In this tutorial, we will be creating a simple console application in C++ that opens, claims and enables a scale device and provides a live weight readings of items placed on the scale platter. This tutorial only covers a very basic aspect of development using OPOS with C++, but should suffice as a starting point for any application that looks to read weights from a Datalogic scale device.

Prerequisites

Developing an application for a Datalogic scale device requires you to first have Datalogic's OPOS installed. The OPOS installer ensures the required ActiveX Controls are registered and any supporting files are present.

Creating a project

  1. Using Visual Studio 2019, navigate to File > New > Project ...

  2. In the Create a new project dialog, set the filter to C++, select Console App and select Next

  3. In the Configure your new project dialog, declare your Project name, Location and Solution name as desired and then select Create.

Exposing OPOS control objects

The very first step is to reference the scale ActiveX Control by its ProgID (Programmatic Identifier) using the #import directive.

#import "progid:OPOS.Scale"

int main()
{
    return 0;
}

Compiling the project at this point, the #import directive generates two files in your $(Configuration) folder (i.e. Debug/Release). OPOSScale.tlh is the Type Library Header and OPOSScale.tli is the Type Library Interface. These files contain generated type information that bridges the COM object's interface with C++ language constructs.

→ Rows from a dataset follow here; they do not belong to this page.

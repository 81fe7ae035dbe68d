//! Reading rows.

use std::{marker::PhantomData, sync::Arc};

use rusqlite::{params_from_iter, types::Value};
use tracing::trace;

use crate::{
    connection::SharedConnection,
    error::{DbError, Result},
    expr::{column::Col, quote_ident},
    query::clause::Filters,
    traits::{Expression, FromRow},
};

/// A `SELECT` over one table, decoded into `E`.
///
/// Chaining methods consume the query; `and_where`, `or_where`, `order` and
/// `set_columns` work through `&mut` for callers that only hold a reference.
///
/// ```rust
/// use repokit_db::{define_entity, FromRow, SelectQuery, SharedConnection};
/// use repokit_db::traits::Expression as _;
/// use std::sync::Arc;
/// use rusqlite::Connection;
///
/// struct Widget {
///     id: i64,
/// }
///
/// impl FromRow for Widget {
///     fn from_row(row: &rusqlite::Row) -> rusqlite::Result<Self> {
///         Ok(Widget { id: row.get("id")? })
///     }
/// }
///
/// define_entity!(
///     widgets {
///         table: "widgets",
///         columns: {
///             ID: i64 => "id"
///         }
///     }
/// );
///
/// let conn = Connection::open_in_memory().unwrap();
/// conn.execute("CREATE TABLE widgets (id INTEGER PRIMARY KEY)", []).unwrap();
/// conn.execute("INSERT INTO widgets (id) VALUES (3)", []).unwrap();
///
/// let found = SelectQuery::<Widget>::from(Arc::new(SharedConnection::new(conn)), widgets::TABLE)
///     .filter(widgets::ID.gt(1))
///     .order_by(widgets::ID, true)
///     .fetch()
///     .unwrap();
/// assert_eq!(found.iter().map(|w| w.id).collect::<Vec<_>>(), vec![3]);
/// ```
pub struct SelectQuery<E> {
    db: Arc<SharedConnection>,
    table: &'static str,
    projection: Vec<String>,
    filters: Filters,
    ordering: Vec<String>,
    limit: Option<u32>,
    offset: Option<u32>,
    _entity: PhantomData<fn() -> E>,
}

impl<E> SelectQuery<E> {
    pub fn from(db: Arc<SharedConnection>, table: &'static str) -> Self {
        Self {
            db,
            table,
            projection: vec![],
            filters: Filters::default(),
            ordering: vec![],
            limit: None,
            offset: None,
            _entity: PhantomData,
        }
    }

    /// An unfiltered query over the same connection and table.
    pub fn fresh(&self) -> Self {
        Self::from(Arc::clone(&self.db), self.table)
    }

    pub fn table(&self) -> &'static str {
        self.table
    }

    /// Restricts the projection to typed columns.
    pub fn select<T>(mut self, cols: &[Col<T>]) -> Self {
        self.projection.extend(cols.iter().map(Col::quoted));
        self
    }

    /// Restricts the projection to named columns. An empty list, or one
    /// containing `*`, reads every column.
    pub fn columns(mut self, names: &[&str]) -> Self {
        self.set_columns(names);
        self
    }

    pub fn set_columns(&mut self, names: &[&str]) -> &mut Self {
        self.projection = if names.contains(&"*") {
            vec![]
        } else {
            names.iter().map(|name| quote_ident(name)).collect()
        };
        self
    }

    pub fn filter<Expr: Expression + 'static>(mut self, expr: Expr) -> Self {
        self.and_where(expr);
        self
    }

    pub fn or_filter<Expr: Expression + 'static>(mut self, expr: Expr) -> Self {
        self.or_where(expr);
        self
    }

    pub fn and_where<Expr: Expression + 'static>(&mut self, expr: Expr) -> &mut Self {
        self.filters.and(expr);
        self
    }

    pub fn or_where<Expr: Expression + 'static>(&mut self, expr: Expr) -> &mut Self {
        self.filters.or(expr);
        self
    }

    /// How many filters have been added; a mark for [`SelectQuery::group_filters_from`].
    pub fn filter_count(&self) -> usize {
        self.filters.len()
    }

    /// Wraps the filters added after `mark` in parentheses and joins the group
    /// to the earlier filters with `AND`.
    pub fn group_filters_from(&mut self, mark: usize) -> &mut Self {
        self.filters.group_from(mark);
        self
    }

    pub fn order_by<T>(mut self, col: Col<T>, desc: bool) -> Self {
        self.order(col, desc);
        self
    }

    pub fn order<T>(&mut self, col: Col<T>, desc: bool) -> &mut Self {
        let direction = if desc { "DESC" } else { "ASC" };
        self.ordering.push(format!("{} {direction}", col.name()));
        self
    }

    pub fn limit(mut self, limit: u32) -> Self {
        self.limit = Some(limit);
        self
    }

    pub fn offset(mut self, offset: u32) -> Self {
        self.offset = Some(offset);
        self
    }

    /// Windows the results to one page. Pages are 1-based; page 0 reads as 1.
    pub fn page(self, page: u32, per_page: u32) -> Self {
        self.limit(per_page)
            .offset(page.saturating_sub(1).saturating_mul(per_page))
    }

    /// The statement and its bound values, without running it.
    pub fn to_sql(&self) -> (String, Vec<Value>) {
        self.render(self.limit)
    }

    fn render(&self, limit: Option<u32>) -> (String, Vec<Value>) {
        let projection = match self.projection.is_empty() {
            true => "*".to_string(),
            false => self.projection.join(", "),
        };
        let (mut sql, params) = self.filtered(&projection);

        if !self.ordering.is_empty() {
            sql.push_str(" ORDER BY ");
            sql.push_str(&self.ordering.join(", "));
        }
        // SQLite only accepts OFFSET after a LIMIT; -1 means unbounded.
        match (limit, self.offset) {
            (Some(limit), Some(offset)) => sql.push_str(&format!(" LIMIT {limit} OFFSET {offset}")),
            (Some(limit), None) => sql.push_str(&format!(" LIMIT {limit}")),
            (None, Some(offset)) => sql.push_str(&format!(" LIMIT -1 OFFSET {offset}")),
            (None, None) => {}
        }
        (sql, params)
    }

    fn filtered(&self, projection: &str) -> (String, Vec<Value>) {
        let mut params = vec![];
        let mut sql = format!("SELECT {projection} FROM {}", self.table);
        self.filters.write(&mut sql, &mut params);
        (sql, params)
    }

    /// Rows matching the filters. Projection, ordering and windowing are ignored.
    pub fn count(&self) -> Result<u64> {
        let (sql, params) = self.filtered("COUNT(*)");
        trace!(sql = %sql, "count");
        let conn = self.db.lock()?;
        let total: u64 = conn.query_row(&sql, params_from_iter(params.iter()), |row| row.get(0))?;
        Ok(total)
    }
}

impl<E: FromRow> SelectQuery<E> {
    pub fn fetch(&self) -> Result<Vec<E>> {
        self.load(self.limit)
    }

    /// The first row, if any. The statement is capped with `LIMIT 1`.
    pub fn fetch_one(&self) -> Result<Option<E>> {
        let limit = self.limit.map_or(1, |limit| limit.min(1));
        Ok(self.load(Some(limit))?.into_iter().next())
    }

    /// Like [`SelectQuery::fetch_one`], but a missing row is [`DbError::NotFound`].
    pub fn fetch_one_or_fail(&self) -> Result<E> {
        self.fetch_one()?
            .ok_or_else(|| DbError::NotFound(self.table.to_string()))
    }

    fn load(&self, limit: Option<u32>) -> Result<Vec<E>> {
        let (sql, params) = self.render(limit);
        trace!(sql = %sql, params = params.len(), "select");
        let conn = self.db.lock()?;
        let mut stmt = conn.prepare(&sql)?;
        let rows = stmt
            .query_map(params_from_iter(params.iter()), E::from_row)?
            .collect::<rusqlite::Result<Vec<_>>>()?;
        Ok(rows)
    }
}
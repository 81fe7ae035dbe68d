use std::{
    collections::HashMap,
    fs,
    path::{Path, PathBuf},
    sync::{LazyLock, PoisonError, RwLock},
};

use documented::{Documented, DocumentedFields};
use serde::{Deserialize, Serialize};
use toml_edit::{DocumentMut, Item};
use tracing::{debug, info};

use crate::{
    annotations::annotate_toml_table,
    error::{ConfigError, Result},
    policy::ScopePolicy,
    utils::{resolve_path, xdg_config_home, MEMORY_PATH},
};

pub const DEFAULT_BUSY_TIMEOUT_MS: u64 = 5000;
pub const DEFAULT_REPOSITORIES_PATH: &str = "src/repositories";
pub const DEFAULT_MODELS_MODULE: &str = "models";

/// repokit configuration
#[derive(Clone, Debug, Deserialize, Serialize, Documented, DocumentedFields)]
pub struct Config {
    /// Name of the connection repositories use unless they pick one themselves.
    pub default_connection: String,

    /// A map of connection names to SQLite database settings.
    pub connections: HashMap<String, ConnectionConfig>,

    /// What to do when two repositories register the same scope name for one
    /// record type: "strict" rejects it, "shadow" lets the later one win.
    /// Default: strict
    pub scope_policy: Option<ScopePolicy>,

    /// Directory that `repokit make repository` writes into.
    /// Default: src/repositories
    pub repositories_path: Option<String>,

    /// Module that generated repositories import their record types from.
    /// Default: models
    pub models_module: Option<String>,
}

/// A named SQLite connection.
#[derive(Clone, Debug, Deserialize, Serialize, Documented, DocumentedFields)]
pub struct ConnectionConfig {
    /// Database file. Supports `~` and `$VAR`; ":memory:" opens a private in-memory database.
    pub path: String,

    /// How long a statement waits on a locked database, in milliseconds.
    /// Default: 5000
    pub busy_timeout_ms: Option<u64>,

    /// Enforce foreign key constraints.
    /// Default: true
    pub foreign_keys: Option<bool>,
}

impl ConnectionConfig {
    pub fn new(path: impl Into<String>) -> Self {
        Self {
            path: path.into(),
            busy_timeout_ms: Some(DEFAULT_BUSY_TIMEOUT_MS),
            foreign_keys: Some(true),
        }
    }

    pub fn is_memory(&self) -> bool {
        self.path.trim() == MEMORY_PATH
    }

    /// The database file with variables expanded.
    pub fn resolved_path(&self) -> Result<PathBuf> {
        if self.is_memory() {
            return Ok(PathBuf::from(MEMORY_PATH));
        }
        resolve_path(&self.path)
    }

    pub fn busy_timeout_ms(&self) -> u64 {
        self.busy_timeout_ms.unwrap_or(DEFAULT_BUSY_TIMEOUT_MS)
    }

    pub fn foreign_keys(&self) -> bool {
        self.foreign_keys.unwrap_or(true)
    }
}

pub static CONFIG: LazyLock<RwLock<Option<Config>>> = LazyLock::new(|| RwLock::new(None));

pub static CONFIG_PATH: LazyLock<RwLock<PathBuf>> = LazyLock::new(|| {
    RwLock::new(match std::env::var("REPOKIT_CONFIG") {
        Ok(path_str) => PathBuf::from(path_str),
        Err(_) => xdg_config_home().join("repokit").join("config.toml"),
    })
});

/// Loads the configuration file into the process-wide slot.
pub fn init() -> Result<()> {
    let config = Config::new()?;
    let mut global_config = CONFIG.write().unwrap_or_else(PoisonError::into_inner);
    *global_config = Some(config);
    Ok(())
}

/// Returns the loaded configuration, or the default one if [`init`] never ran.
pub fn get_config() -> Config {
    if let Some(config) = CONFIG
        .read()
        .unwrap_or_else(PoisonError::into_inner)
        .as_ref()
    {
        return config.clone();
    }

    let mut config_guard = CONFIG.write().unwrap_or_else(PoisonError::into_inner);
    config_guard.get_or_insert_with(Config::default_config).clone()
}

pub fn config_path() -> PathBuf {
    CONFIG_PATH
        .read()
        .unwrap_or_else(PoisonError::into_inner)
        .to_path_buf()
}

/// Points subsequent loads and saves at `path`.
pub fn set_config_path(path: impl Into<PathBuf>) {
    let mut config_path = CONFIG_PATH.write().unwrap_or_else(PoisonError::into_inner);
    *config_path = path.into();
}

impl Config {
    pub fn default_config() -> Self {
        let default_connection = "default".to_string();
        let connection =
            ConnectionConfig::new("$XDG_DATA_HOME/repokit/default.db".to_string());

        Self {
            connections: HashMap::from([(default_connection.clone(), connection)]),
            default_connection,
            scope_policy: Some(ScopePolicy::Strict),
            repositories_path: Some(DEFAULT_REPOSITORIES_PATH.to_string()),
            models_module: Some(DEFAULT_MODELS_MODULE.to_string()),
        }
    }

    /// Creates a new configuration by loading it from the configuration file.
    /// If the configuration file is not found, it uses the default configuration.
    pub fn new() -> Result<Self> {
        Self::load_from(config_path())
    }

    pub fn load_from<P: AsRef<Path>>(path: P) -> Result<Self> {
        let path = path.as_ref();
        let mut config = match fs::read_to_string(path) {
            Ok(content) => toml::from_str(&content)?,
            Err(e) if e.kind() == std::io::ErrorKind::NotFound => {
                debug!("no config at {}, using defaults", path.display());
                Self::default_config()
            }
            Err(err) => return Err(ConfigError::IoError(err)),
        };

        config.resolve()?;

        Ok(config)
    }

    pub fn resolve(&mut self) -> Result<()> {
        if !self.connections.contains_key(&self.default_connection) {
            return Err(ConfigError::MissingDefaultConnection(
                self.default_connection.clone(),
            ));
        }

        for (name, connection) in &mut self.connections {
            if connection.path.trim().is_empty() {
                return Err(ConfigError::InvalidConnection(name.clone()));
            }
            connection.busy_timeout_ms.get_or_insert(DEFAULT_BUSY_TIMEOUT_MS);
            connection.foreign_keys.get_or_insert(true);
        }

        self.scope_policy.get_or_insert_with(ScopePolicy::default);
        self.repositories_path
            .get_or_insert_with(|| DEFAULT_REPOSITORIES_PATH.to_string());
        self.models_module
            .get_or_insert_with(|| DEFAULT_MODELS_MODULE.to_string());

        Ok(())
    }

    pub fn get_connection(&self, name: &str) -> Result<&ConnectionConfig> {
        self.connections
            .get(name)
            .ok_or_else(|| ConfigError::MissingConnection(name.to_string()))
    }

    pub fn default_connection(&self) -> Result<&ConnectionConfig> {
        self.connections
            .get(&self.default_connection)
            .ok_or_else(|| ConfigError::MissingDefaultConnection(self.default_connection.clone()))
    }

    /// The effective scope policy. `REPOKIT_SCOPE_POLICY` overrides the file.
    pub fn scope_policy(&self) -> Result<ScopePolicy> {
        if let Ok(value) = std::env::var("REPOKIT_SCOPE_POLICY") {
            return value.parse();
        }
        Ok(self.scope_policy.unwrap_or_default())
    }

    pub fn get_repositories_path(&self) -> Result<PathBuf> {
        if let Ok(env_path) = std::env::var("REPOKIT_REPOSITORIES_PATH") {
            return resolve_path(&env_path);
        }
        resolve_path(
            self.repositories_path
                .as_deref()
                .unwrap_or(DEFAULT_REPOSITORIES_PATH),
        )
    }

    pub fn models_module(&self) -> &str {
        self.models_module.as_deref().unwrap_or(DEFAULT_MODELS_MODULE)
    }

    pub fn save(&self) -> Result<()> {
        let config_path = config_path();
        let serialized = toml::to_string_pretty(self)?;
        if let Some(parent) = config_path.parent() {
            fs::create_dir_all(parent)?;
        }
        fs::write(&config_path, serialized)?;
        info!("Configuration saved to {}", config_path.display());
        Ok(())
    }

    pub fn to_annotated_document(&self) -> Result<DocumentMut> {
        let toml_string = toml::to_string_pretty(self)?;
        let mut doc = toml_string.parse::<DocumentMut>()?;

        annotate_toml_table::<Config>(doc.as_table_mut(), true)?;

        if let Some(connections_table) = doc.get_mut("connections").and_then(Item::as_table_mut) {
            for (_name, connection_item) in connections_table.iter_mut() {
                if let Item::Table(connection_table) = connection_item {
                    annotate_toml_table::<ConnectionConfig>(connection_table, false)?;
                }
            }
        }

        Ok(doc)
    }
}

/// Writes an annotated default configuration to the config path and returns it.
pub fn generate_default_config() -> Result<PathBuf> {
    let config_path = config_path();

    if config_path.exists() {
        return Err(ConfigError::ConfigAlreadyExists);
    }

    let annotated_doc = Config::default_config().to_annotated_document()?;

    if let Some(parent) = config_path.parent() {
        fs::create_dir_all(parent)?;
    }

    fs::write(&config_path, annotated_doc.to_string())?;
    info!(
        "Default configuration file generated with documentation at: {}",
        config_path.display()
    );
    Ok(config_path)
}
//! Error types for repokit-core.

use miette::Diagnostic;
use repokit_config::error::ConfigError;
use repokit_db::DbError;
use thiserror::Error;

/// Error type for repository operations.
#[derive(Error, Diagnostic, Debug)]
pub enum RepositoryError {
    #[error("Repository configuration error: {0}")]
    #[diagnostic(
        code(repokit::configuration),
        help("Check the record metadata and the connection the repository is bound to")
    )]
    Configuration(String),

    #[error("Scope `{name}` is registered more than once for {record}")]
    #[diagnostic(
        code(repokit::duplicate_scope),
        help("Rename one of the scopes, or set scope_policy = \"shadow\" to let the later one win")
    )]
    DuplicateScope { record: String, name: String },

    #[error("`{0}` does not follow the scope naming convention")]
    #[diagnostic(
        code(repokit::invalid_scope_name),
        help("Scope functions are named `scope_<name>` or `scope<Name>`")
    )]
    InvalidScopeName(String),

    #[error("Unknown scope `{name}` for {record}")]
    #[diagnostic(
        code(repokit::unknown_scope),
        help("Register the scope in the repository's `register_scopes`")
    )]
    UnknownScope { record: String, name: String },

    #[error("No record in `{table}` matches `{identifier}`")]
    #[diagnostic(
        code(repokit::not_found),
        help("Check the identifier or use a non-failing lookup")
    )]
    NotFound { table: String, identifier: String },

    #[error(transparent)]
    #[diagnostic(transparent)]
    Database(#[from] DbError),

    #[error(transparent)]
    #[diagnostic(transparent)]
    Config(#[from] ConfigError),

    #[error("{0}")]
    #[diagnostic(code(repokit::custom))]
    Custom(String),
}

impl RepositoryError {
    pub fn is_not_found(&self) -> bool {
        matches!(
            self,
            RepositoryError::NotFound { .. } | RepositoryError::Database(DbError::NotFound(_))
        )
    }
}

pub type Result<T> = std::result::Result<T, RepositoryError>;
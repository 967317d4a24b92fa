/**
 * Router Configuration
 *
 * This module provides the main router creation function that combines
 * all route configurations into a single Axum router.
 *
 * # Layers
 *
 * Applied to every route, outermost first:
 * 1. `TraceLayer` - request spans
 * 2. `CorsLayer` - configured origins with credentials
 * 3. `DefaultBodyLimit` - 16 KiB request bodies
 */

use axum::{
    extract::DefaultBodyLimit,
    http::{
        header::{AUTHORIZATION, CONTENT_TYPE},
        HeaderValue, Method,
    },
    routing::get,
    Router,
};
use tower::ServiceBuilder;
use tower_http::{
    cors::{AllowOrigin, CorsLayer},
    trace::TraceLayer,
};

use crate::backend::error::BackendError;
use crate::backend::routes::admin_routes::configure_admin_routes;
use crate::backend::routes::student_routes::configure_student_routes;
use crate::backend::server::state::AppState;
use crate::shared::AppConfig;

/// Maximum accepted request body
pub const BODY_LIMIT: usize = 16 * 1024;

/// Build the CORS layer from the configured origins
///
/// Origins that are not valid header values are skipped with a warning.
pub fn cors_layer(config: &AppConfig) -> CorsLayer {
    let origins: Vec<HeaderValue> = config
        .cors_origins
        .iter()
        .filter_map(|origin| match HeaderValue::from_str(origin) {
            Ok(value) => Some(value),
            Err(_) => {
                tracing::warn!("Ignoring invalid CORS origin: {}", origin);
                None
            }
        })
        .collect();

    CorsLayer::new()
        .allow_origin(AllowOrigin::list(origins))
        .allow_methods([
            Method::GET,
            Method::POST,
            Method::PUT,
            Method::PATCH,
            Method::DELETE,
            Method::OPTIONS,
        ])
        .allow_headers([CONTENT_TYPE, AUTHORIZATION])
        .allow_credentials(true)
}

async fn health() -> &'static str {
    "Server Running"
}

/// Fallback for unmatched paths, rendered in the error envelope
async fn route_not_found() -> BackendError {
    BackendError::not_found("Route")
}

/// Create the Axum router with all routes configured
///
/// # Arguments
///
/// * `app_state` - Application state (store, config, session keys)
///
/// # Route Details
///
/// - `GET /` - Health check
/// - `/student/*` - See `student_routes`
/// - `/admin/*` - See `admin_routes`
/// - anything else - 404 "Route not found"
pub fn create_router(app_state: AppState) -> Router {
    let cors = cors_layer(&app_state.config);

    Router::new()
        .route("/", get(health))
        .nest("/student", configure_student_routes(app_state.clone()))
        .nest("/admin", configure_admin_routes(app_state.clone()))
        .fallback(route_not_found)
        .layer(
            ServiceBuilder::new()
                .layer(TraceLayer::new_for_http())
                .layer(cors)
                .layer(DefaultBodyLimit::max(BODY_LIMIT)),
        )
        .with_state(app_state)
}

#[cfg(test)]
mod tests {
    use super::*;

    #[test]
    fn test_cors_layer_skips_invalid_origin() {
        let config = AppConfig::builder()
            .jwt_secret("secret")
            .cors_origins(vec![
                "http://localhost:5173".to_string(),
                "bad\norigin".to_string(),
            ])
            .build()
            .unwrap();
        // Building must not panic on the invalid entry
        let _ = cors_layer(&config);
    }

    #[tokio::test]
    async fn test_fallback_is_not_found() {
        let err = route_not_found().await;
        assert_eq!(err.status_code(), axum::http::StatusCode::NOT_FOUND);
        assert_eq!(err.message(), "Route not found");
    }
}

While this makes the compiler aware of the COM object you're accessing, you'll likely find it helpful to make the Visual Studio IDE aware of of it as well; to do this you'll need to import the type library. Inside OPOSScale.tlh are a series of forward declared structs. The first struct reads:

struct __declspec(uuid("<some-unique-identifier>"))
/* LIBID */ __OposScale_CCO;

Adding #import "libid:<some-unique-identifier>" to your project will inform the IDE of the COM interface and everything in the namespace OposScale_CCO, but is not required for compilation.

Now your application should look similar to:

// This import statement causes generation of OPOSScale.tlh and OPOSScale.tli
#import "progid:OPOS.Scale"

// This import statement informs the IDE of the COM interface and everything in the
// namespace OposScale_CCO, but is not required for compilation.
#import "libid:ccb90170-b81e-11d2-ab74-0040054c3719"

int main()
{
    return 0;
}

Creating the OPOS scale interface

CoInitializeEx() must be called near the start of program to load and initialize the COM library and CoUninitialize() must be called near the end of the program to unload the COM library.

The scale is implemented using the smart pointer IOPOSScalePtr defined in OPOSScale.tlh as _COM_SMARTPTR_TYPEDEF(IOPOSScale, __uuidof(IOPOSScale)), based on the _com_ptr_t class.

An instance of the scale is created by calling _com_ptr_t::CreateInstance(const char *progid) and is release by calling _com_ptr_t::Release() when no longer needed. Failure to release the object can cause problems with an actual POS system.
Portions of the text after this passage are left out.